Meeting minutes
Repository: webmachinelearning/webnn
Anssi: we'll start by acknowledging our new participants who joined the WG:
… Simon Wijckmans from cside (Client side development Inc)
… Lynne Jiang, Ben Greenstein from Google
… Chris Needham from BBC
… JaEun Jemma Ku from University of Illinois
… Pavan Yanamadala, Siddharth Mangesh, Sharanya Chandrasekaran, Noormina Abuthahir from PayPal
… Dexter Yang from ByteDance
… Zoltan Kis as an Invited Expert
… on behalf of the entire group, welcome to all new participants!
F2F recap
Anssi: I was not planning to recap the official agenda, but summarize the progress made outside the official meeting
… some highlights for me were the following:
… - we were able to raise awareness of our groups' inference and agentic work via breakouts and horizontal groups with the broader W3C community
… - we presented WebML WG and CG work at the very popular AI Agents and The Web breakout
WebML WG/CG at AI Agents and The Web breakout
Anssi: - together with Reilly, we presented WebNN at the Security IG F2F meeting on Fri
https://
Anssi: - Mozilla revised its WebNN position to support and Tarek initiated implementation work, see #763
<gb> Issue 763 Request standards positions from Mozilla and WebKit (by reillyeon) [process]
Anssi: - WebKit reopened its WebNN standards position
… - Markus and the NVIDIA team extended their exploration into various WebNN implementation strategies and optimizations, discussed during the week on the hallway track
… given the broader implementer interest is now ramping up fast, I propose we use W3C's Slack #webmachinelearning for synchronous implementation related discussions across implementers and continue to use IRC for these bi-weekly meetings
… Slack has certain benefits over IRC for this type of long-running discussions, e.g. message persistence, so I think this separation of concerns works here
… Tarek already started discussions about his Rust implementation on Slack and Markus chimed in, thanks!
- ... please join the W3C Slack #webmachinelearning to exchange ideas across implementers interested in WebNN
MarkusT: I'm looking forward to Tarek's work
W3C Web & AI Interest Group launched
Anssi: The Web & AI Interest Group is a forum to discuss ethical, societal, and technical implications of AI related technologies.

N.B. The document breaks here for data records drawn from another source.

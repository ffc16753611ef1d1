//! Shared indexer status

use std::sync::Arc;

use arbor_core::IndexStatus;
use tokio::sync::RwLock;

/// Progress observers receive value snapshots, never the live record.
pub type ProgressCallback = Arc<dyn Fn(IndexStatus) + Send + Sync>;

#[derive(Clone, Default)]
pub struct StatusHandle {
    inner: Arc<RwLock<IndexStatus>>,
    callback: Option<ProgressCallback>,
}

impl StatusHandle {
    pub fn new() -> Self {
        Self::default()
    }

    pub fn with_callback(mut self, callback: ProgressCallback) -> Self {
        self.callback = Some(callback);
        self
    }

    pub async fn snapshot(&self) -> IndexStatus {
        self.inner.read().await.clone()
    }

    /// Mutate the status under the write lock, then notify the observer
    /// with a deep copy so later mutation cannot race it.
    pub async fn update(&self, mutate: impl FnOnce(&mut IndexStatus)) {
        let snapshot = {
            let mut status = self.inner.write().await;
            mutate(&mut status);
            status.clone()
        };
        if let Some(callback) = &self.callback {
            callback(snapshot);
        }
    }
}
//! Integration tests for Arbor
//!
//! These tests drive the real pipeline end to end: scan, parse, embed with
//! the local provider, commit to SQLite, and query back.

use std::path::Path;
use std::sync::Arc;

use arbor_core::{EdgeType, NodeType};
use arbor_embed::{Embedder, LocalEmbedder};
use arbor_indexer::{Indexer, IndexerConfig};
use arbor_store::GraphStore;
use tokio_util::sync::CancellationToken;

async fn indexer_for(root: &Path) -> Indexer {
    let store = Arc::new(GraphStore::open_in_memory().unwrap());
    store.run_migrations().await.unwrap();
    let embedder: Arc<dyn Embedder> = Arc::new(LocalEmbedder::new());
    Indexer::new(store, embedder, IndexerConfig::new(root))
}

fn write(root: &Path, rel: &str, content: &str) {
    let path = root.join(rel);
    if let Some(parent) = path.parent() {
        std::fs::create_dir_all(parent).unwrap();
    }
    std::fs::write(&path, content).unwrap();
}

#[tokio::test(flavor = "multi_thread")]
async fn indexes_a_mixed_language_tree() {
    let dir = tempfile::tempdir().unwrap();
    write(
        dir.path(),
        "go/main.go",
        r#"package main

import "fmt"

/*@semantic
id: function::greet
summary: Greets a user by name
*/
func greet(name string) string {
	return "hello " + name
}

func main() {
	fmt.Println(greet("world"))
}
"#,
    );
    write(
        dir.path(),
        "py/calc.py",
        r#"def calculate_sum(numbers):
    """Calculate the sum of a list of numbers."""
    return sum(numbers)
"#,
    );
    write(
        dir.path(),
        "clj/core.clj",
        r#"(ns demo.core)

(defn helper [x]
  (inc x))

(defn caller [x]
  (helper x))
"#,
    );

    let indexer = indexer_for(dir.path()).await;
    let cancel = CancellationToken::new();
    let summary = indexer.run(&cancel).await.unwrap();
    assert_eq!(summary.files_indexed, 3);

    let store = indexer.store();

    // Go annotations made it through the whole pipeline.
    let greet = store.get_node("go/main.go::greet").await.unwrap().unwrap();
    assert_eq!(greet.node_type, NodeType::Function);
    assert_eq!(greet.annotations.get("id").unwrap(), "function::greet");
    assert_eq!(greet.annotations.get("summary").unwrap(), "Greets a user by name");

    // Python docstring.
    let calc = store.get_node("py/calc.py::calculate_sum").await.unwrap().unwrap();
    assert!(calc.doc_comment.contains("Calculate the sum"));

    // Clojure call edge resolved within the namespace.
    let edges = store.get_outgoing_edges("clj/core.clj::caller").await.unwrap();
    assert!(edges.iter().any(|e| {
        e.edge_type == EdgeType::Calls && e.to_id == "clj/core.clj::helper"
    }));

    // The call into greet is resolvable and traceable.
    let chain = store
        .trace_call_chain(&cancel, "go/main.go::main", "greet")
        .await
        .unwrap();
    assert_eq!(chain.len(), 1);
    assert_eq!(chain[0].id, "go/main.go::main->go/main.go::greet:calls");
}

#[tokio::test(flavor = "multi_thread")]
async fn semantic_search_round_trip() {
    let dir = tempfile::tempdir().unwrap();
    write(
        dir.path(),
        "lib.py",
        r#"def parse_config(path):
    return open(path).read()

def render_template(name):
    return f"<html>{name}</html>"
"#,
    );
    let indexer = indexer_for(dir.path()).await;
    let cancel = CancellationToken::new();
    indexer.run(&cancel).await.unwrap();

    let embedder = LocalEmbedder::new();
    let query = embedder
        .embed_single(&cancel, "def parse_config(path):\n    return open(path).read()")
        .await
        .unwrap();
    let hits = indexer
        .store()
        .semantic_search(&cancel, &query, 5)
        .await
        .unwrap();
    assert!(!hits.is_empty());
    assert_eq!(hits[0].node.name, "parse_config");
    for hit in &hits {
        assert!(hit.score > 0.0);
        assert_eq!(
            hit.node.embedding.as_ref().map(Vec::len),
            Some(query.len())
        );
    }
}

#[tokio::test(flavor = "multi_thread")]
async fn reindex_replaces_file_rows_atomically() {
    let dir = tempfile::tempdir().unwrap();
    write(
        dir.path(),
        "app.py",
        "def old_one():\n    return 1\n\ndef old_two():\n    return old_one()\n",
    );
    let indexer = indexer_for(dir.path()).await;
    let cancel = CancellationToken::new();
    indexer.run(&cancel).await.unwrap();

    let store = indexer.store();
    assert_eq!(store.get_nodes_by_file("app.py").await.unwrap().len(), 2);
    assert!(!store.get_all_edges().await.unwrap().is_empty());

    // Bump the mod time past second granularity so the rewrite is seen.
    write(dir.path(), "app.py", "def brand_new():\n    return 3\n");
    let handle = std::fs::File::options()
        .append(true)
        .open(dir.path().join("app.py"))
        .unwrap();
    handle
        .set_modified(std::time::SystemTime::now() + std::time::Duration::from_secs(10))
        .unwrap();
    drop(handle);
    indexer.run(&cancel).await.unwrap();

    let nodes = store.get_nodes_by_file("app.py").await.unwrap();
    assert_eq!(nodes.len(), 1);
    assert_eq!(nodes[0].name, "brand_new");
    // Old intra-file edge went away with its endpoints.
    let edges = store.get_all_edges().await.unwrap();
    assert!(
        edges.iter().all(|e| !e.from_id.contains("old_")),
        "stale edges: {edges:?}"
    );
}

#[tokio::test(flavor = "multi_thread")]
async fn callers_and_dependencies_across_files() {
    let dir = tempfile::tempdir().unwrap();
    write(
        dir.path(),
        "a.py",
        "def shared():\n    return 1\n\ndef entry():\n    return shared()\n",
    );
    let indexer = indexer_for(dir.path()).await;
    let cancel = CancellationToken::new();
    indexer.run(&cancel).await.unwrap();

    let store = indexer.store();
    let callers = store.get_callers("a.py::shared").await.unwrap();
    assert_eq!(callers.len(), 1);
    assert_eq!(callers[0].name, "entry");

    let deps = store
        .get_transitive_dependencies(&cancel, "a.py::entry", 0)
        .await
        .unwrap();
    assert!(deps.iter().any(|n| n.id == "a.py::shared"));
}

Ethical Principles for Web Machine Learning established as a joint deliverable.
W3C Web & AI Interest Group Charter
… I had an exchange with Fabien Gandon who co-chairs the IG
… unfortunately Fabien couldn't join us today, but I'm conveying his welcome and invite anyone interested in ethical, societal, and technical implications of AI related technologies to join the IG
… we will develop our Ethical Principles document together with this newly formed IG
… to join, please follow the link in the charter document
Dom: thanks for the intro, the way to think about the IG, a place for the broader picture, this WebML WG does excellent deep work on technical specifications
… IG looks primarily non-technical topics, higher-level considerations how the AI & Web ecosystems can evolve harmoniously
Anssi: what is the IG's work mode?
Dom: GH-driven, some meetings planned
Anssi: is there flexibility in terms of non-normative deliverables the IG could work on?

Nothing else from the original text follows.